══ Excerpted records

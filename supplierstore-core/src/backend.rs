//! Storage backend abstraction for the supplier store.
//!
//! The [`StoreBackend`] trait is the single seam between the Supplier record and
//! whatever holds the documents: the in-memory store used by tests or the
//! CouchDB store used in production. Implementations are required to be
//! thread-safe (`Send + Sync`) and the trait is object safe, so the service's
//! composition root can inject an `Arc<dyn StoreBackend>` wherever a record
//! operation needs a connection.
//!
//! Documents are plain JSON mappings ([`serde_json::Value`]); the store owns id
//! assignment and surfaces the id under the reserved `_id` key of every
//! document it returns.

use async_trait::async_trait;
use serde_json::Value;
use std::fmt::Debug;

use crate::error::SupplierStoreResult;

/// Outcome of a write against a document that may not exist.
///
/// Missing documents are a legitimate, expected condition during update and
/// delete, so they are reported as a variant instead of an error.
#[derive(Debug, Clone, Copy, PartialEq, Eq)]
pub enum WriteOutcome {
    /// The write reached an existing document.
    Applied,
    /// No document exists under the given id; nothing was written.
    Missing,
}

/// Abstract interface for document storage backends.
#[async_trait]
pub trait StoreBackend: Send + Sync + Debug {
    /// Inserts a new document. The store assigns the id and returns it; the
    /// stored document carries the id under the reserved `_id` key.
    async fn insert_document(&self, document: Value) -> SupplierStoreResult<String>;

    /// Retrieves the document stored under `id`, or `None` if absent.
    async fn get_document(&self, id: &str) -> SupplierStoreResult<Option<Value>>;

    /// Replaces the document stored under `id` in its entirety.
    ///
    /// An unknown id is reported as [`WriteOutcome::Missing`], not as an error.
    async fn update_document(&self, id: &str, document: Value)
    -> SupplierStoreResult<WriteOutcome>;

    /// Deletes the document stored under `id`. Idempotent: deleting an absent
    /// document reports [`WriteOutcome::Missing`].
    async fn delete_document(&self, id: &str) -> SupplierStoreResult<WriteOutcome>;

    /// Returns every document in the store, each carrying its `_id`.
    async fn list_documents(&self) -> SupplierStoreResult<Vec<Value>>;

    /// Removes every document. Used only for test fixture resets.
    async fn delete_all(&self) -> SupplierStoreResult<()>;
}

/// Factory trait for creating backend instances.
///
/// Construction can be fallible (credential resolution, connection setup), so
/// builders return a [`SupplierStoreResult`].
#[async_trait]
pub trait StoreBackendBuilder {
    type Backend: StoreBackend;

    async fn build(self) -> SupplierStoreResult<Self::Backend>;
}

════

Retype only the lines above between the line with "needs a connection." and the line with "in its entirety.", counting those two lines as well, and keep every character as it is.

### Expected output
//! operation needs a connection.
//!
//! Documents are plain JSON mappings ([`serde_json::Value`]); the store owns id
//! assignment and surfaces the id under the reserved `_id` key of every
//! document it returns.

use async_trait::async_trait;
use serde_json::Value;
use std::fmt::Debug;

use crate::error::SupplierStoreResult;

/// Outcome of a write against a document that may not exist.
///
/// Missing documents are a legitimate, expected condition during update and
/// delete, so they are reported as a variant instead of an error.
#[derive(Debug, Clone, Copy, PartialEq, Eq)]
pub enum WriteOutcome {
    /// The write reached an existing document.
    Applied,
    /// No document exists under the given id; nothing was written.
    Missing,
}

/// Abstract interface for document storage backends.
#[async_trait]
pub trait StoreBackend: Send + Sync + Debug {
    /// Inserts a new document. The store assigns the id and returns it; the
    /// stored document carries the id under the reserved `_id` key.
    async fn insert_document(&self, document: Value) -> SupplierStoreResult<String>;

    /// Retrieves the document stored under `id`, or `None` if absent.
    async fn get_document(&self, id: &str) -> SupplierStoreResult<Option<Value>>;

    /// Replaces the document stored under `id` in its entirety.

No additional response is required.